47-летний Мовсар участвовал в первой чеченской войне. Теперь он сидит в тюрьме в Архангельской области с приговором и сроком – 24 года строгого режима за терроризм, покушение на основы государственного строя и целостность Российской Федерации. Приговор точь-в-точь совпадает с приговорами тысячам чеченцев, захваченных во время зачисток в первые годы Второй чеченской войны.
Мовсар не жалеет, что сопротивлялся. Но не может простить себе, что, вместо того чтобы активно влиться в политическую жизнь республики после Хасавюртовских соглашений, занялся восстановлением разрушенного отцовского дома. “Сначала надо было обезопасить место для дома”, – говорит он.
Мы не сделали ни одного выстрела на территории России. К нам пришли с оружием, и мы их встретили с оружием. Пришли бы с музыкой, и мы бы достали свои музыкальные инструменты
27-летний молодой человек в дубленке и вязаной шапке поехал защищать Грозный в середине декабря 1994 года на старой отцовской машине. По дороге заехал в кафе и набрал полный таз чеченских лепешек с творогом и несколько термосов чая для защитников столицы. Автомат и обмундирование подобрал на улице города уже на следующий день. Бойцы дудаевской армии не хотели, чтобы мирные чеченцы рисковали, и поручали им только оказание помощи раненым, доставку воды и продуктов. Когда бомбежки и артиллерийские обстрелы вытеснили чеченское сопротивление из Грозного, Мовсар – он этого не скрывает – примкнул к нему. “Я защищал свою страну от оккупантов. Президент России Ельцин официально заявил, чтобы все взяли “столько суверенитета, сколько смогут проглотить”. После многовековых унижений чеченцы приняли решение отделиться от России. Мы не сделали ни одного выстрела на территории России. К нам пришли с оружием, и мы их встретили с оружием. Пришли бы с музыкой, и мы бы достали свои музыкальные инструменты.

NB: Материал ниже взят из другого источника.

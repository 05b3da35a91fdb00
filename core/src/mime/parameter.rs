/*
 * parameter.rs
 * Copyright (C) 2026 Chris Burdess
 *
 * This file is part of Mailsift, a filtered mailbox retrieval service.
 *
 * Mailsift is free software: you can redistribute it and/or modify
 * it under the terms of the GNU General Public License as published by
 * the Free Software Foundation, either version 3 of the License, or
 * (at your option) any later version.
 *
 * Mailsift is distributed in the hope that it will be useful,
 * but WITHOUT ANY WARRANTY; without even the implied warranty of
 * MERCHANTABILITY or FITNESS FOR A PARTICULAR PURPOSE.  See the
 * GNU General Public License for more details.
 *
 * You should have received a copy of the GNU General Public License
 * along with Mailsift.  If not, see <http://www.gnu.org/licenses/>.
 */

//! MIME header parameters (RFC 2045 section 5.1): `; name=value` and `; name="quoted value"`.

use super::utils::is_token;

/// One `name=value` pair. Names compare case-insensitively; values keep their case.
#[derive(Debug, Clone, PartialEq, Eq)]
pub struct Parameter {
    name: String,
    value: String,
}

impl Parameter {
    pub fn new(name: impl Into<String>, value: impl Into<String>) -> Self {
        Self {
            name: name.into(),
            value: value.into(),
        }
    }

    pub fn get_name(&self) -> &str {
        &self.name
    }

    pub fn get_value(&self) -> &str {
        &self.value
    }

    pub fn is_named(&self, name: &str) -> bool {
        self.name.eq_ignore_ascii_case(name)
    }
}

/// Parse a semicolon-separated parameter list. Malformed entries are skipped, not fatal.
pub fn parse_parameter_list(params_part: &str) -> Vec<Parameter> {
    let mut parameters = Vec::new();
    let mut rest = params_part.trim_start_matches(|c: char| c == ';' || c.is_whitespace());
    while !rest.is_empty() {
        let Some(eq) = rest.find('=') else {
            break;
        };
        if let Some(semi) = rest[..eq].find(';') {
            rest = rest[semi + 1..].trim_start_matches(|c: char| c == ';' || c.is_whitespace());
            continue;
        }
        let name = rest[..eq].trim();
        let after = rest[eq + 1..].trim_start();
        let (value, remainder) = if let Some(quoted) = after.strip_prefix('"') {
            read_quoted(quoted)
        } else {
            let end = after.find(';').unwrap_or(after.len());
            (after[..end].trim().to_string(), &after[end..])
        };
        if is_token(name) {
            parameters.push(Parameter::new(name, value));
        }
        rest = remainder.trim_start_matches(|c: char| c == ';' || c.is_whitespace());
    }
    parameters
}

/// Read a quoted-string body (opening quote already consumed). Returns (value, text after the closing quote
/// up to the next parameter).
fn read_quoted(s: &str) -> (String, &str) {
    let mut value = String::new();
    let mut chars = s.char_indices();
    while let Some((i, c)) = chars.next() {
        match c {
            '\\' => {
                if let Some((_, escaped)) = chars.next() {
                    value.push(escaped);
                }
            }
            '"' => {
                let tail = &s[i + 1..];
                let next = tail.find(';').map(|n| &tail[n..]).unwrap_or("");
                return (value, next);
            }
            _ => value.push(c),
        }
    }
    (value, "")
}

#[cfg(test)]
mod tests {
    use super::*;

    #[test]
    fn token_and_quoted_values() {
        let params = parse_parameter_list(r#"charset=UTF-8; name="Q3 \"final\".pdf"; format=flowed"#);
        assert_eq!(params.len(), 3);
        assert!(params[0].is_named("CHARSET"));
        assert_eq!(params[0].get_value(), "UTF-8");
        assert_eq!(params[1].get_value(), "Q3 \"final\".pdf");
        assert_eq!(params[2].get_value(), "flowed");
    }

    #[test]
    fn quoted_value_may_contain_semicolons_and_utf8() {
        let params = parse_parameter_list(r#"filename="été; brouillon.txt""#);
        assert_eq!(params, vec![Parameter::new("filename", "été; brouillon.txt")]);
    }

    #[test]
    fn empty_and_garbage() {
        assert!(parse_parameter_list("").is_empty());
        assert!(parse_parameter_list(";;").is_empty());
        assert_eq!(parse_parameter_list("junk; a=b").len(), 1);
    }
}
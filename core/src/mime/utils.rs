/*
 * utils.rs
 * Copyright (C) 2026 Chris Burdess
 *
 * This file is part of Mailsift, a filtered mailbox retrieval service.
 *
 * Mailsift is free software: you can redistribute it and/or modify
 * it under the terms of the GNU General Public License as published by
 * the Free Software Foundation, either version 3 of the License, or
 * (at your option) any later version.
 *
 * Mailsift is distributed in the hope that it will be useful,
 * but WITHOUT ANY WARRANTY; without even the implied warranty of
 * MERCHANTABILITY or FITNESS FOR A PARTICULAR PURPOSE.  See the
 * GNU General Public License for more details.
 *
 * You should have received a copy of the GNU General Public License
 * along with Mailsift.  If not, see <http://www.gnu.org/licenses/>.
 */

//! MIME parsing utilities (RFC 2045 token, multipart boundary).

/// Checks if a character is valid in an RFC 2045 token.
#[inline]
pub fn is_token_char(c: u8) -> bool {
    matches!(c,
        b'0'..=b'9' | b'A'..=b'Z' | b'a'..=b'z' |
        b'!' | b'#' | b'$' | b'%' | b'&' | b'\'' | b'*' | b'+' | b'-' | b'.' |
        b'^' | b'_' | b'`' | b'{' | b'|' | b'}' | b'~'
    )
}

/// Checks if the string is a valid RFC 2045 token (1+ token chars).
pub fn is_token(s: &str) -> bool {
    !s.is_empty() && s.bytes().all(is_token_char)
}

/// Boundary usable for splitting a multipart body: 1-70 bytes, no line breaks. Characters
/// outside the RFC 2046 set are tolerated since real senders use them.
pub fn is_usable_boundary(boundary: &str) -> bool {
    (1..=70).contains(&boundary.len()) && !boundary.contains(['\r', '\n'])
}

/// Collapse every run of whitespace to one space and trim both ends.
pub fn collapse_whitespace(s: &str) -> String {
    s.split_whitespace().collect::<Vec<_>>().join(" ")
}

#[cfg(test)]
mod tests {
    use super::*;

    #[test]
    fn boundaries() {
        assert!(is_usable_boundary("----=_Part_0_12345.678"));
        assert!(is_usable_boundary("simple boundary"));
        assert!(is_usable_boundary("b@x#1"));
        assert!(!is_usable_boundary(""));
        assert!(!is_usable_boundary(&"x".repeat(71)));
    }

    #[test]
    fn whitespace_runs_collapse() {
        assert_eq!(collapse_whitespace("  a\r\n\t b  c "), "a b c");
        assert_eq!(collapse_whitespace("\r\n"), "");
    }
}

Я до сих пор уверен, что боролся против российского государственного терроризма”, – говорит Мовсар.
Военные в масках приехали за ним ранним промозглым утром 26 февраля 2000 года. Его, сонного, вытащили из постели, выволокли во двор и бросили лицом вниз в лужу с мокрым снегом. Заливающуюся лаем собаку пристрелил солдат, который беспечно курил и придавливал голову Мовсара тяжелым сапогом. “Чеченская тварина, будешь знать, как пасть разевать!” – выругался военный и потушил окурок о голову Мовсара. В месте ожога, на темени, волосы у Мовсара больше не растут.

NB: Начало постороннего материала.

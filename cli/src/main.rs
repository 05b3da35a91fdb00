/*
 * main.rs
 * Copyright (C) 2026 Chris Burdess
 *
 * This file is part of Mailsift, a filtered mailbox retrieval service.
 *
 * Mailsift is free software: you can redistribute it and/or modify
 * it under the terms of the GNU General Public License as published by
 * the Free Software Foundation, either version 3 of the License, or
 * (at your option) any later version.
 *
 * Mailsift is distributed in the hope that it will be useful,
 * but WITHOUT ANY WARRANTY; without even the implied warranty of
 * MERCHANTABILITY or FITNESS FOR A PARTICULAR PURPOSE.  See the
 * GNU General Public License for more details.
 *
 * You should have received a copy of the GNU General Public License
 * along with Mailsift.  If not, see <http://www.gnu.org/licenses/>.
 */

//! mailsift CLI: run one filtered retrieval, or look up a stored export. Configuration comes
//! from the environment (and an optional .env); results are printed as JSON on stdout.

use std::process::ExitCode;

use anyhow::{Context, Result};
use clap::{Parser, Subcommand};
use mailsift_core::{
    error_json, run, Error, Exporter, FetchRequest, ImapConnector, ParamBag, RequestDefaults, ServiceConfig,
};
use serde_json::json;
use tracing::error;
use tracing_subscriber::EnvFilter;

#[derive(Parser)]
#[command(name = "mailsift")]
#[command(about = "Filtered IMAP retrieval with JSON/CSV export", long_about = None)]
#[command(version)]
struct Cli {
    #[command(subcommand)]
    command: Commands,
}

#[derive(Subcommand)]
enum Commands {
    /// Retrieve messages. Parameters as KEY=VALUE: mailbox, limit, all, from, q, tz, start,
    /// end, output (display|file), format (json|csv), filename.
    Fetch {
        #[arg(value_parser = parse_param)]
        params: Vec<(String, String)>,
    },
    /// Print the path of a stored export.
    Locate { name: String },
}

fn parse_param(arg: &str) -> Result<(String, String), String> {
    arg.split_once('=')
        .map(|(k, v)| (k.trim().to_string(), v.to_string()))
        .filter(|(k, _)| !k.is_empty())
        .ok_or_else(|| format!("expected KEY=VALUE, got {}", arg))
}

#[tokio::main]
async fn main() -> Result<ExitCode> {
    dotenvy::dotenv().ok();
    tracing_subscriber::fmt()
        .with_env_filter(EnvFilter::try_from_default_env().unwrap_or_else(|_| EnvFilter::new("info")))
        .with_writer(std::io::stderr)
        .with_target(false)
        .init();

    let cli = Cli::parse();
    let outcome = match cli.command {
        Commands::Fetch { params } => {
            let config = ServiceConfig::from_env().context("load configuration from environment (.env)")?;
            let exporter = Exporter::new(config.export_dir.clone());
            handle_fetch(&config, &exporter, params.into_iter().collect()).await
        }
        Commands::Locate { name } => {
            let exporter = Exporter::new(ServiceConfig::export_dir_from_env());
            handle_locate(&exporter, &name).await
        }
    };
    match outcome {
        Ok(body) => {
            println!("{}", serde_json::to_string_pretty(&body)?);
            Ok(ExitCode::SUCCESS)
        }
        Err(e) => {
            error!(error = %e, "request failed");
            println!("{}", serde_json::to_string_pretty(&error_json(&e))?);
            Ok(ExitCode::from(if e.is_client_error() { 2 } else { 1 }))
        }
    }
}

async fn handle_fetch(
    config: &ServiceConfig,
    exporter: &Exporter,
    params: ParamBag,
) -> Result<serde_json::Value, Error> {
    let request = FetchRequest::from_params(&params, &RequestDefaults::from(config))?;
    let response = run(&ImapConnector, &config.imap, exporter, &request).await?;
    Ok(response.to_json())
}

async fn handle_locate(exporter: &Exporter, name: &str) -> Result<serde_json::Value, Error> {
    let path = exporter.locate(name).await?;
    let path = tokio::fs::canonicalize(&path).await.unwrap_or(path);
    Ok(json!({ "ok": true, "name": name, "path": path.display().to_string() }))
}

#[cfg(test)]
mod tests {
    use super::*;

    #[test]
    fn params_split_on_first_equals() {
        assert_eq!(parse_param("q=a=b").unwrap(), ("q".to_string(), "a=b".to_string()));
        assert_eq!(parse_param("start=").unwrap(), ("start".to_string(), String::new()));
        assert!(parse_param("limit").is_err());
        assert!(parse_param("=5").is_err());
    }

    #[tokio::test]
    async fn locate_reports_stored_artifact() {
        let dir = tempfile::tempdir().unwrap();
        std::fs::write(dir.path().join("weekly.csv"), "uid\r\n").unwrap();
        let exporter = Exporter::new(dir.path());

        let body = handle_locate(&exporter, "weekly.csv").await.unwrap();
        assert_eq!(body["ok"], true);
        assert!(body["path"].as_str().unwrap().ends_with("weekly.csv"));

        let err = handle_locate(&exporter, "missing.json").await.unwrap_err();
        assert!(err.is_client_error());
    }

    #[test]
    fn fetch_collects_params() {
        let cli = Cli::try_parse_from(["mailsift", "fetch", "limit=5", "all=1"]).unwrap();
        let Commands::Fetch { params } = cli.command else {
            panic!("expected fetch");
        };
        let bag: ParamBag = params.into_iter().collect();
        assert_eq!(bag.get("limit"), Some("5"));
        assert_eq!(bag.get("all"), Some("1"));
    }
}
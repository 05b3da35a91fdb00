/*
 * content_disposition.rs
 * Copyright (C) 2026 Chris Burdess
 *
 * This file is part of Mailsift, a filtered mailbox retrieval service.
 *
 * Mailsift is free software: you can redistribute it and/or modify
 * it under the terms of the GNU General Public License as published by
 * the Free Software Foundation, either version 3 of the License, or
 * (at your option) any later version.
 *
 * Mailsift is distributed in the hope that it will be useful,
 * but WITHOUT ANY WARRANTY; without even the implied warranty of
 * MERCHANTABILITY or FITNESS FOR A PARTICULAR PURPOSE.  See the
 * GNU General Public License for more details.
 *
 * You should have received a copy of the GNU General Public License
 * along with Mailsift.  If not, see <http://www.gnu.org/licenses/>.
 */

//! Content-Disposition header (RFC 2183): attachment detection.

/// Loose attachment test: any mention of "attachment" in the raw header value counts, so
/// malformed headers such as `attachment filename=x` still mark the part.
pub fn marks_attachment(raw_value: &str) -> bool {
    raw_value.to_ascii_lowercase().contains("attachment")
}
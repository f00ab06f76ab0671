//! Alert bus errors

use thiserror::Error;

#[derive(Error, Debug)]
pub enum BusError {
    #[error("Subscriber '{name}' failed: {reason}")]
    SubscriberFailed { name: String, reason: String },
}
//! RWA Guard Anomaly Detection
//!
//! Statistical check over the asset's transfer history:
//!
//! ```text
//!  TransferStore ──► WindowAggregate   (last 24h)  ─┐
//!               └──► HistoricalBaseline (30 days) ─┴─► AnomalyDetector ──► CheckOutcome
//! ```
//!
//! Four conditions are evaluated independently and each raises its own
//! flag, but the check contributes a single flat penalty.

mod detector;
mod error;
mod store;
mod thresholds;

pub use detector::{evaluate_activity, AnomalyDetector};
pub use error::{AnomalyError, AnomalyResult};
pub use store::{HistoricalBaseline, InMemoryTransferStore, TransferRecord, TransferStore, WindowAggregate};
pub use thresholds::{baseline_start, AnomalyThresholds, MAX_BASELINE_DAYS, MAX_WINDOW_HOURS};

В это время военные перерыли дом в поисках оружия. Ничего не нашли. Не таясь, принесли из бронетранспортера мешок с оружием и, высыпав содержимое, оформили все на Мовсара. Под крики матери, жены и плач двоих малолетних детей его закинули в грузовик на голые, холодные тела со связанными руками и ногами, и увезли. Кроме Мовсара, прихватили большой ковер из гостиной, чугунные сковородки, казан и банки с огурцами из подвала. Ехали долго, стояли долго и наконец привезли на какую-то военную базу. Двое контрактников залезли в кузов, откинули брезент и стали играть в “ромашку”: живой – не живой. Пинали сапогом сбоку, прямо под ребра. Было видно, что им не впервой. Застонал – живой. Молчит – подкатывали, как рулон, к краю и скидывали с грузовика.

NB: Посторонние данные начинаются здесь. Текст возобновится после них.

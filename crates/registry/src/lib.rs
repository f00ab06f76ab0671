//! RWA Guard Land Registry
//!
//! Off-chain ownership evidence: asks the jurisdiction's registry who owns
//! the asset and compares the answer with the SPV legal entity.
//!
//! Implementations of [`OwnershipRegistry`]:
//! - [`HttpRegistryClient`]: jurisdiction-specific REST endpoints with bearer auth
//! - [`MockRegistry`]: fixed records for tests

mod check;
mod client;
mod error;
mod mock;
mod types;

pub use check::{evaluate_record, LandRegistryCheck};
pub use client::{HttpRegistryClient, OwnershipRegistry, RegistryEndpoint};
pub use error::RegistryError;
pub use mock::MockRegistry;
pub use types::RegistryRecord;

В живых осталось всего двое: Мовсар и еще один парень, у которого один глаз был черного цвета, а нижняя половина лица раздроблена. “Этот парень пытался раскрыть слипшиеся губы и что-то сказать. Но меня наотмашь ударили прикладом автомата, и я потерял сознание. Парня этого я больше никогда не видел. Скорей всего, он умер. Очнулся я в клетке, где не мог ни сесть, ни растянуться. В этой клетке я находился без малого три недели. Подбородок приходится прижимать к груди, согнутые колени на уровне ушей. Туалет – один раз в день. И такой холод! Я мечтал умереть. Клеток и людей в клетках было очень много. Каждые полчаса кто-то из охраны обходил клетки и чем-то тяжелым бил по верху. Забыться или задремать не было никакой возможности. Из этой клетки уводили на допросы, где пытали током.
От взорванных тел оставались пыль, ногти и зубы. Нет тела – нет дела
Приходит вертухай, открывает клетку, а человек должен быстро выползти из нее, разогнуться и побежать. Естественно, я не мог разогнуться – не то что бежать. Били жестоко. Споткнулся и упал – напускали собак. Вопрос на допросах был один: где Масхадов? Но и знал бы – не сказал. Требовали фамилии воюющих или воевавших. Щипцами дергали кожу, ногти. Подвешивали за ноги, одевали на голову пластиковый пакет и курили в него. Паяльником жгли пятки. Битье по почкам бутылками с водой – это самая легкая пытка. Выводили на улицу голыми, обливали водой из шланга и заставляли стоять. Водили вешать. Переставал дергаться – снимали. Снова и снова. Когда терял сознание, делали какие-то уколы.
В клетках умирали десятками. Каждый день их оттаскивали другие заключенные. У умерших были переломаны и раздроблены кисти рук, ноги, отрезаны уши, переломаны челюсти. От избиений и пыток тела были ненормально черные. Нам приказывали их складывать штабелями и класть между ними взрывчатку. От взорванных тел оставались пыль, ногти и зубы. Нет тела – нет дела”.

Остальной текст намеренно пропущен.